Gravity

Gravity

Even after three viewings, I don’t have much to add to Kristin Thompson’s excellent, informative two-parter.

Suffice to say that Cuarón’s film is spectacular in every sense of the word. Narrative is streamlined to allow a heavy emphasis on experience from the get-go, utilising stereoscopic so effectively that myself and other critics of “3D” are forced to reconsider their stance. Cuarón’s signature long takes (albeit stitched) get a good workout and, although many of the elements would usually scream “Gimmick!”, such is the importance of the camera here that we are seeing a truly filmic work. Like the similarly groundbreaking but overlooked Sucker Punch, Lubezki’s extraordinary cinematography is precise in its use of conventional and audacious technique. Suspense is generated as the film flip-flops between character/external knowledge, and the audience is encouraged to interpret the action – “Because space” is usually the answer – and dread permeates, not through use of foreshadowing, but through ambiguity. An unusually lengthy shot of a spacecraft module, parachute slowly unfurling behind it, or later completely still. Why? It’s a game of anticipation of sorts, reading the discours before the histoire plays out. It’s no wonder “film people” loved this movie so much.
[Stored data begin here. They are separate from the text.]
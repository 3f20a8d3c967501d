//! Audit step: dependency vulnerability audit via pip-audit.
//!
//! Parallel-eligible: inspects the environment's installed packages and
//! writes nothing. pip-audit has a native `--dry-run`, so the preview mode
//! passes the flag through instead of skipping.

use std::time::Instant;

use crate::error::Result;
use crate::shell::{tool_exists, CommandSpec};
use crate::steps::{banner, run_tool, skip_missing_tool, step_result_from, StepContext, StepResult};

pub const NAME: &str = "audit";
const TOOL: &str = "pip-audit";
const DEFAULT_TIMEOUT: u64 = 300;

pub fn run(ctx: &StepContext) -> Result<StepResult> {
    banner("AUDIT: dependency audit (via pip-audit)");

    let config = ctx.config;
    if !config.dependency_audit {
        return Ok(StepResult::skipped(NAME, "dependency audit disabled"));
    }
    if !tool_exists(TOOL) {
        return Ok(skip_missing_tool(NAME, TOOL));
    }

    let mut args: Vec<String> = Vec::new();
    if config.dry_run {
        args.push("--dry-run".to_string());
    }

    let spec = CommandSpec::new(TOOL, args, &config.project_root)
        .timeout_secs(ctx.timeout(NAME, DEFAULT_TIMEOUT));

    let started = Instant::now();
    let outcome = run_tool("Dependency audit", &spec)?;
    Ok(step_result_from(NAME, started, outcome))
}

#[cfg(test)]
mod tests {
    use super::*;
    use crate::config::WorkflowConfig;
    use crate::steps::StepStatus;

    #[test]
    fn skips_when_feature_disabled() {
        let config = WorkflowConfig {
            dependency_audit: false,
            ..WorkflowConfig::default()
        };
        let result = run(&StepContext::new(&config)).unwrap();

        assert_eq!(result.status, StepStatus::Skipped);
        assert!(result.detail.as_deref().unwrap().contains("disabled"));
    }
}
//! Command-line interface for Routinely.

pub mod args;

pub use args::Cli;
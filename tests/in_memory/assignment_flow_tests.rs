//! End-to-end assignment flows against the public roster API.

use super::helpers::{TestRoster, check_invariants, create_task, create_user, roster, snapshot};
use eyre::ensure;
use rstest::rstest;
use tasklink::roster::{
    domain::{TaskId, UNASSIGNED_USER_NAME},
    services::{RosterError, StatusClass, UpdateTaskRequest, UpdateUserRequest},
};

#[rstest]
#[tokio::test(flavor = "multi_thread")]
async fn task_changes_hands_and_completes(roster: TestRoster) -> eyre::Result<()> {
    let ada = create_user(&roster, "Ada").await?;
    let grace = create_user(&roster, "Grace").await?;
    let task = create_task(&roster, "Port the compiler", None).await?;

    roster
        .tasks
        .update_task(UpdateTaskRequest::new(task.id()).assign_to(ada.id()))
        .await?;
    roster
        .users
        .update_user(UpdateUserRequest::new(grace.id()).with_pending_tasks([task.id()]))
        .await?;
    let done = roster
        .tasks
        .update_task(UpdateTaskRequest::new(task.id()).with_completed(true))
        .await?;

    ensure!(done.assigned_user() == Some(grace.id()), "Grace should own the task");
    ensure!(done.assigned_user_name() == "Grace", "name should follow the owner");
    let (tasks, users) = snapshot(&roster).await?;
    check_invariants(&tasks, &users).map_err(|violation| eyre::eyre!(violation))?;
    ensure!(
        users.iter().all(|user| user.pending_tasks().is_empty()),
        "no user should hold the completed task"
    );
    Ok(())
}

#[rstest]
#[tokio::test(flavor = "multi_thread")]
async fn concurrent_claims_leave_a_single_owner(roster: TestRoster) -> eyre::Result<()> {
    let ada = create_user(&roster, "Ada").await?;
    let grace = create_user(&roster, "Grace").await?;
    let task = create_task(&roster, "Contested", None).await?;

    let first = tokio::spawn({
        let roster = roster.clone();
        let task_id = task.id();
        async move {
            roster
                .users
                .update_user(UpdateUserRequest::new(ada.id()).with_pending_tasks([task_id]))
                .await
        }
    });
    let second = tokio::spawn({
        let roster = roster.clone();
        let task_id = task.id();
        async move {
            roster
                .users
                .update_user(UpdateUserRequest::new(grace.id()).with_pending_tasks([task_id]))
                .await
        }
    });

    for outcome in [first.await?, second.await?] {
        if let Err(err) = outcome {
            ensure!(err.is_retryable(), "only conflicts may fail, got {err}");
        }
    }

    let (tasks, users) = snapshot(&roster).await?;
    check_invariants(&tasks, &users).map_err(|violation| eyre::eyre!(violation))?;
    let holders = users.iter().filter(|user| user.has_pending(task.id())).count();
    ensure!(holders == 1, "exactly one user should hold the task, found {holders}");
    Ok(())
}

#[rstest]
#[tokio::test(flavor = "multi_thread")]
async fn deleting_users_and_tasks_repairs_counterparts(roster: TestRoster) -> eyre::Result<()> {
    let ada = create_user(&roster, "Ada").await?;
    let first = create_task(&roster, "First", Some(ada.id())).await?;
    let second = create_task(&roster, "Second", Some(ada.id())).await?;

    roster.tasks.delete_task(first.id()).await?;
    let remaining = roster.users.get_user(ada.id()).await?;
    ensure!(
        remaining.pending_tasks() == [second.id()].as_slice(),
        "deleted task should leave the pending list"
    );

    roster.users.delete_user(ada.id()).await?;
    let orphan = roster.tasks.get_task(second.id()).await?;
    ensure!(orphan.assigned_user().is_none(), "task should be released");
    ensure!(
        orphan.assigned_user_name() == UNASSIGNED_USER_NAME,
        "released task should show the unassigned name"
    );

    let (tasks, users) = snapshot(&roster).await?;
    check_invariants(&tasks, &users).map_err(|violation| eyre::eyre!(violation))?;
    Ok(())
}

#[rstest]
#[tokio::test(flavor = "multi_thread")]
async fn errors_map_to_stable_status_classes(roster: TestRoster) -> eyre::Result<()> {
    let ada = create_user(&roster, "Ada").await?;
    let duplicate = create_user(&roster, "Ada").await;
    let missing = roster.tasks.get_task(TaskId::new()).await;

    ensure!(
        matches!(&duplicate, Err(RosterError::DuplicateEmail(_))),
        "second Ada should clash on email"
    );
    ensure!(
        duplicate.err().map(|err| err.status_class()) == Some(StatusClass::InvalidRequest),
        "duplicate email is an invalid request"
    );
    ensure!(
        missing.err().map(|err| err.status_class()) == Some(StatusClass::NotFound),
        "missing task is not found"
    );
    ensure!(
        roster.users.get_user(ada.id()).await.is_ok(),
        "original user should remain"
    );
    Ok(())
}
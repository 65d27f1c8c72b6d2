//! Error taxonomy for roster lifecycle operations.

use crate::roster::{
    domain::{EmailAddress, RosterDomainError, TaskId, UserId},
    ports::StoreError,
};
use std::time::Duration;
use thiserror::Error;

/// Reason a unit of work was aborted by the infrastructure rather than by a
/// domain rule.
#[derive(Debug, Clone, Error)]
pub enum AbortCause {
    /// The entity store failed or detected a conflicting transaction.
    #[error(transparent)]
    Store(#[from] StoreError),

    /// The unit of work outlived its configured deadline.
    #[error("unit of work exceeded its {0:?} deadline")]
    DeadlineExceeded(Duration),
}

/// Service-level errors for roster lifecycle operations.
#[derive(Debug, Clone, Error)]
pub enum RosterError {
    /// No task exists with the given identifier.
    #[error("task {0} not found")]
    TaskNotFound(TaskId),

    /// No user exists with the given identifier.
    #[error("user {0} not found")]
    UserNotFound(UserId),

    /// The task being updated is already completed and frozen.
    #[error("task {0} is already completed")]
    AlreadyCompleted(TaskId),

    /// A task named in a pending list is already completed.
    #[error("task {0} to assign is already completed")]
    TaskAlreadyCompleted(TaskId),

    /// Another user already holds the email address.
    #[error("email {0} already exists")]
    DuplicateEmail(EmailAddress),

    /// Field validation failed.
    #[error(transparent)]
    Validation(#[from] RosterDomainError),

    /// The transaction was aborted by the store or by its deadline.
    #[error("transaction aborted: {0}")]
    TransactionAborted(#[source] AbortCause),
}

/// Result type for roster lifecycle operations.
pub type RosterResult<T> = Result<T, RosterError>;

/// Coarse outcome class used by transport layers to pick a status code.
#[derive(Debug, Clone, Copy, PartialEq, Eq)]
pub enum StatusClass {
    /// The addressed record does not exist.
    NotFound,
    /// The request conflicts with validation or lifecycle rules.
    InvalidRequest,
    /// The store failed or aborted the transaction.
    Internal,
}

impl RosterError {
    /// Returns the stable status class for this error.
    #[must_use]
    pub const fn status_class(&self) -> StatusClass {
        match self {
            Self::TaskNotFound(_) | Self::UserNotFound(_) => StatusClass::NotFound,
            Self::AlreadyCompleted(_)
            | Self::TaskAlreadyCompleted(_)
            | Self::DuplicateEmail(_)
            | Self::Validation(_) => StatusClass::InvalidRequest,
            Self::TransactionAborted(_) => StatusClass::Internal,
        }
    }

    /// Returns whether retrying the whole operation may succeed.
    #[must_use]
    pub const fn is_retryable(&self) -> bool {
        matches!(
            self,
            Self::TransactionAborted(AbortCause::Store(StoreError::Conflict(_)))
        )
    }
}

impl From<StoreError> for RosterError {
    fn from(err: StoreError) -> Self {
        match err {
            StoreError::DuplicateEmail(email) => Self::DuplicateEmail(email),
            other => Self::TransactionAborted(AbortCause::Store(other)),
        }
    }
}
The general minimalism also allows heightened theme, at first through Cuarón’s continued obsession with motherhood – umbilical cords, the foetal position… a visual language placing the film in a strange, semi-metaphorical arena. Later, a vague religious theme develops, though this exists knowingly on the edge of despair – where we laugh, or we find beauty. Witness Gravity‘s moments of sad contemplation – the sun on the Ganges. These human tendencies are, according to my reading, revealed to be necessary when you take away what seems sure. Kowalski encourages Stone to keep on talking on the radio in case someone is listening. A typical Hollywood film would follow this up with a last act response and a mighty U.S. rescue mission. Instead it is likened to prayer, in the sense that the act of talking proves important to the will to survive. It’s probably the deepest mechanism you’ll see to work in exposition(!)

An exploratory experience as much as it is exciting, Gravity is an extraordinary feat and assuredly one of 2013’s best pieces of film art.